> **Instructions for the task**: Retype the data that follows with no alterations, please.

> **Exercise material**:
//! Browser drawing canvas with freehand paint, destructive erase, and media
//! placement.
//!
//! This crate is compiled to WebAssembly and runs in the browser. The user
//! paints and erases strokes, uploads images and videos onto the canvas, and
//! moves, scales, or removes media in select mode. Uploaded videos play
//! inline as live bitmaps. The host page wires DOM events and the upload
//! control to [`web::CanvasApp`]; everything else happens here.
//!
//! ## Module layout
//!
//! | Module | Role |
//! |--------|------|
//! | [`web`] | `CanvasApp` export, DOM wiring, video elements, timers |
//! | [`engine`] | Top-level engine and testable [`engine::EngineCore`] |
//! | [`doc`] | Scene objects in draw order and the z-order invariant |
//! | [`input`] | Tools, UI state, and the gesture state machine |
//! | [`hit`] | Hit-testing media bodies and corner handles |
//! | [`video`] | Live bitmap wrapper and its refresh loop |
//! | [`ingest`] | Upload dispatch, image decode and clamping, placement |
//! | [`redraw`] | Debounced redraw coalescing |
//! | [`render`] | Scene and brush-preview rendering |
//! | [`events`] | JSON notifications sent to the host page |
//! | [`geom`] | Points, rectangles, viewport |
//! | [`config`] | JSON-overridable tuning |
//! | [`error`] | Shared error type |
//! | [`consts`] | Shared numeric constants (size caps, refresh rate, brush range, etc.) |

pub mod config;
pub mod consts;
pub mod doc;
pub mod engine;
pub mod error;
pub mod events;
pub mod geom;
pub mod hit;
pub mod ingest;
pub mod input;
pub mod redraw;
pub mod render;
pub mod video;
pub mod web;
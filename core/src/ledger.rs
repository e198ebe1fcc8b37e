//! The order ledger: the authoritative per-table sequence of orders.
//!
//! # Design
//!
//! The [`LedgerStore`] trait is the whole contract a durable store must
//! satisfy. Every operation takes a [`TableId`], and none spans two tables,
//! so a store may shard by table freely.
//!
//! Id allocation must be atomic in the store itself (an auto-increment scoped
//! to the table, or a per-table counter row updated in the insert
//! transaction). In-process locks do not protect a ledger shared by several
//! service instances.
//!
//! # Implementations
//!
//! - `PostgresLedgerStore` (in `table-orders-postgres`): production store
//! - `InMemoryLedgerStore` (in `table-orders-testing`): fast, deterministic tests

use crate::error::Result;
use crate::order::{NewOrder, Order, OrderId, TableId};
use std::future::Future;

/// Page size used when a listing does not ask for one.
pub const DEFAULT_PAGE_SIZE: u32 = 100;

/// Largest page a listing will return.
pub const MAX_PAGE_SIZE: u32 = 1000;

/// Counter incremented by every [`LedgerStore`] on a successful insert.
pub const LEDGER_ORDERS_CREATED: &str = "ledger.orders_created";

/// Parameters of a cursor-paginated listing.
#[derive(Debug, Clone, Copy, PartialEq, Eq)]
pub struct ListQuery {
    /// Lowest id to return (inclusive).
    pub from_id: Option<OrderId>,
    /// Maximum number of orders to return.
    pub limit: Option<u32>,
    /// Whether cancelled orders are part of the listing.
    pub include_cancelled: bool,
}

impl ListQuery {
    /// All orders of a table, first page, default size, cancelled included.
    #[must_use]
    pub const fn all() -> Self {
        Self {
            from_id: None,
            limit: None,
            include_cancelled: true,
        }
    }

    /// Only active orders.
    #[must_use]
    pub const fn active() -> Self {
        Self {
            from_id: None,
            limit: None,
            include_cancelled: false,
        }
    }

    /// Start the page at `from_id`.
    #[must_use]
    pub const fn from_id(mut self, from_id: Option<OrderId>) -> Self {
        self.from_id = from_id;
        self
    }

    /// Truncate the page to `limit` orders.
    #[must_use]
    pub const fn limit(mut self, limit: Option<u32>) -> Self {
        self.limit = limit;
        self
    }

    /// Lower bound to scan from.
    #[must_use]
    pub fn lower_bound(&self) -> OrderId {
        self.from_id.unwrap_or(OrderId::new(0))
    }

    /// Page size after defaulting and capping.
    #[must_use]
    pub fn effective_limit(&self) -> u32 {
        self.limit.unwrap_or(DEFAULT_PAGE_SIZE).min(MAX_PAGE_SIZE)
    }

    /// Whether an order with this id and status belongs in the page range.
    #[must_use]
    pub fn matches(&self, order: &Order) -> bool {
        order.id >= self.lower_bound() && (self.include_cancelled || order.is_active())
    }
}

impl Default for ListQuery {
    fn default() -> Self {
        Self::all()
    }
}

/// Durable store holding the per-table order sequences.
///
/// # Thread Safety
///
/// Implementations must be `Send + Sync`; a single store is shared by all
/// concurrent requests.
pub trait LedgerStore: Send + Sync {
    /// Append a new `ACTIVE` order to its table, allocating the next id.
    ///
    /// Concurrent inserts for the same table never receive the same id, and a
    /// later insert always receives a larger id.
    ///
    /// # Errors
    ///
    /// - `InvalidInput`: negative ids or `ready_time` not after `created_at`
    /// - `StoreUnavailable`: the store could not be reached
    fn insert(&self, order: NewOrder) -> impl Future<Output = Result<Order>> + Send;

    /// Transition an order to `CANCELLED`.
    ///
    /// Cancelling an already cancelled order returns it unchanged.
    ///
    /// # Errors
    ///
    /// - `NotFound`: no such order for the table
    /// - `StoreUnavailable`: the store could not be reached
    fn cancel(
        &self,
        table_id: TableId,
        order_id: OrderId,
    ) -> impl Future<Output = Result<Order>> + Send;

    /// Point lookup, whatever the status.
    ///
    /// # Errors
    ///
    /// - `NotFound`: no such order for the table
    /// - `StoreUnavailable`: the store could not be reached
    fn get(&self, table_id: TableId, order_id: OrderId)
    -> impl Future<Output = Result<Order>> + Send;

    /// Orders of the table with `id >= from_id`, ascending by id, truncated
    /// to the effective limit. Cancelled orders are included only if the
    /// query asks for them; the filter applies before truncation.
    ///
    /// # Errors
    ///
    /// - `StoreUnavailable`: the store could not be reached
    fn list(
        &self,
        table_id: TableId,
        query: ListQuery,
    ) -> impl Future<Output = Result<Vec<Order>>> + Send;
}

#[cfg(test)]
mod tests {
    use super::*;

    #[test]
    fn limit_defaults_and_caps() {
        assert_eq!(ListQuery::all().effective_limit(), DEFAULT_PAGE_SIZE);
        assert_eq!(ListQuery::all().limit(Some(5)).effective_limit(), 5);
        assert_eq!(ListQuery::all().limit(Some(0)).effective_limit(), 0);
        assert_eq!(ListQuery::all().limit(Some(u32::MAX)).effective_limit(), MAX_PAGE_SIZE);
    }

    #[test]
    fn lower_bound_defaults_to_lowest_id() {
        assert_eq!(ListQuery::active().lower_bound(), OrderId::new(0));
        assert_eq!(
            ListQuery::active().from_id(Some(OrderId::new(9))).lower_bound(),
            OrderId::new(9)
        );
    }
}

> **Solution to this exercise**:
//! Browser drawing canvas with freehand paint, destructive erase, and media
//! placement.
//!
//! This crate is compiled to WebAssembly and runs in the browser. The user
//! paints and erases strokes, uploads images and videos onto the canvas, and
//! moves, scales, or removes media in select mode. Uploaded videos play
//! inline as live bitmaps. The host page wires DOM events and the upload
//! control to [`web::CanvasApp`]; everything else happens here.
//!
//! ## Module layout
//!
//! | Module | Role |
//! |--------|------|
//! | [`web`] | `CanvasApp` export, DOM wiring, video elements, timers |
//! | [`engine`] | Top-level engine and testable [`engine::EngineCore`] |
//! | [`doc`] | Scene objects in draw order and the z-order invariant |
//! | [`input`] | Tools, UI state, and the gesture state machine |
//! | [`hit`] | Hit-testing media bodies and corner handles |
//! | [`video`] | Live bitmap wrapper and its refresh loop |
//! | [`ingest`] | Upload dispatch, image decode and clamping, placement |
//! | [`redraw`] | Debounced redraw coalescing |
//! | [`render`] | Scene and brush-preview rendering |
//! | [`events`] | JSON notifications sent to the host page |
//! | [`geom`] | Points, rectangles, viewport |
//! | [`config`] | JSON-overridable tuning |
//! | [`error`] | Shared error type |
//! | [`consts`] | Shared numeric constants (size caps, refresh rate, brush range, etc.) |

pub mod config;
pub mod consts;
pub mod doc;
pub mod engine;
pub mod error;
pub mod events;
pub mod geom;
pub mod hit;
pub mod ingest;
pub mod input;
pub mod redraw;
pub mod render;
pub mod video;
pub mod web;
filename core/src/ledger.rs
repository e198ebe1fcc8b37e
//! The order ledger: the authoritative per-table sequence of orders.
//!
//! # Design
//!
//! The [`LedgerStore`] trait is the whole contract a durable store must
//! satisfy. Every operation takes a [`TableId`], and none spans two tables,
//! so a store may shard by table freely.
//!
//! Id allocation must be atomic in the store itself (an auto-increment scoped
//! to the table, or a per-table counter row updated in the insert
//! transaction). In-process locks do not protect a ledger shared by several
//! service instances.
//!
//! # Implementations
//!
//! - `PostgresLedgerStore` (in `table-orders-postgres`): production store
//! - `InMemoryLedgerStore` (in `table-orders-testing`): fast, deterministic tests

use crate::error::Result;
use crate::order::{NewOrder, Order, OrderId, TableId};
use std::future::Future;

/// Page size used when a listing does not ask for one.
pub const DEFAULT_PAGE_SIZE: u32 = 100;

/// Largest page a listing will return.
pub const MAX_PAGE_SIZE: u32 = 1000;

/// Counter incremented by every [`LedgerStore`] on a successful insert.
pub const LEDGER_ORDERS_CREATED: &str = "ledger.orders_created";

/// Parameters of a cursor-paginated listing.
#[derive(Debug, Clone, Copy, PartialEq, Eq)]
pub struct ListQuery {
    /// Lowest id to return (inclusive).
    pub from_id: Option<OrderId>,
    /// Maximum number of orders to return.
    pub limit: Option<u32>,
    /// Whether cancelled orders are part of the listing.
    pub include_cancelled: bool,
}

impl ListQuery {
    /// All orders of a table, first page, default size, cancelled included.
    #[must_use]
    pub const fn all() -> Self {
        Self {
            from_id: None,
            limit: None,
            include_cancelled: true,
        }
    }

    /// Only active orders.
    #[must_use]
    pub const fn active() -> Self {
        Self {
            from_id: None,
            limit: None,
            include_cancelled: false,
        }
    }

    /// Start the page at `from_id`.
    #[must_use]
    pub const fn from_id(mut self, from_id: Option<OrderId>) -> Self {
        self.from_id = from_id;
        self
    }

    /// Truncate the page to `limit` orders.
    #[must_use]
    pub const fn limit(mut self, limit: Option<u32>) -> Self {
        self.limit = limit;
        self
    }

    /// Lower bound to scan from.
    #[must_use]
    pub fn lower_bound(&self) -> OrderId {
        self.from_id.unwrap_or(OrderId::new(0))
    }

    /// Page size after defaulting and capping.
    #[must_use]
    pub fn effective_limit(&self) -> u32 {
        self.limit.unwrap_or(DEFAULT_PAGE_SIZE).min(MAX_PAGE_SIZE)
    }

    /// Whether an order with this id and status belongs in the page range.
    #[must_use]
    pub fn matches(&self, order: &Order) -> bool {
        order.id >= self.lower_bound() && (self.include_cancelled || order.is_active())
    }
}

impl Default for ListQuery {
    fn default() -> Self {
        Self::all()
    }
}

/// Durable store holding the per-table order sequences.
///
/// # Thread Safety
///
/// Implementations must be `Send + Sync`; a single store is shared by all
/// concurrent requests.
pub trait LedgerStore: Send + Sync {
    /// Append a new `ACTIVE` order to its table, allocating the next id.
    ///
    /// Concurrent inserts for the same table never receive the same id, and a
    /// later insert always receives a larger id.
    ///
    /// # Errors
    ///
    /// - `InvalidInput`: negative ids or `ready_time` not after `created_at`
    /// - `StoreUnavailable`: the store could not be reached
    fn insert(&self, order: NewOrder) -> impl Future<Output = Result<Order>> + Send;

    /// Transition an order to `CANCELLED`.
    ///
    /// Cancelling an already cancelled order returns it unchanged.
    ///
    /// # Errors
    ///
    /// - `NotFound`: no such order for the table
    /// - `StoreUnavailable`: the store could not be reached
    fn cancel(
        &self,
        table_id: TableId,
        order_id: OrderId,
    ) -> impl Future<Output = Result<Order>> + Send;

    /// Point lookup, whatever the status.
    ///
    /// # Errors
    ///
    /// - `NotFound`: no such order for the table
    /// - `StoreUnavailable`: the store could not be reached
    fn get(&self, table_id: TableId, order_id: OrderId)
    -> impl Future<Output = Result<Order>> + Send;

    /// Orders of the table with `id >= from_id`, ascending by id, truncated
    /// to the effective limit. Cancelled orders are included only if the
    /// query asks for them; the filter applies before truncation.
    ///
    /// # Errors
    ///
    /// - `StoreUnavailable`: the store could not be reached
    fn list(
        &self,
        table_id: TableId,
        query: ListQuery,
    ) -> impl Future<Output = Result<Vec<Order>>> + Send;
}

#[cfg(test)]
mod tests {
    use super::*;

    #[test]
    fn limit_defaults_and_caps() {
        assert_eq!(ListQuery::all().effective_limit(), DEFAULT_PAGE_SIZE);
        assert_eq!(ListQuery::all().limit(Some(5)).effective_limit(), 5);
        assert_eq!(ListQuery::all().limit(Some(0)).effective_limit(), 0);
        assert_eq!(ListQuery::all().limit(Some(u32::MAX)).effective_limit(), MAX_PAGE_SIZE);
    }

    #[test]
    fn lower_bound_defaults_to_lowest_id() {
        assert_eq!(ListQuery::active().lower_bound(), OrderId::new(0));
        assert_eq!(
            ListQuery::active().from_id(Some(OrderId::new(9))).lower_bound(),
            OrderId::new(9)
        );
    }
}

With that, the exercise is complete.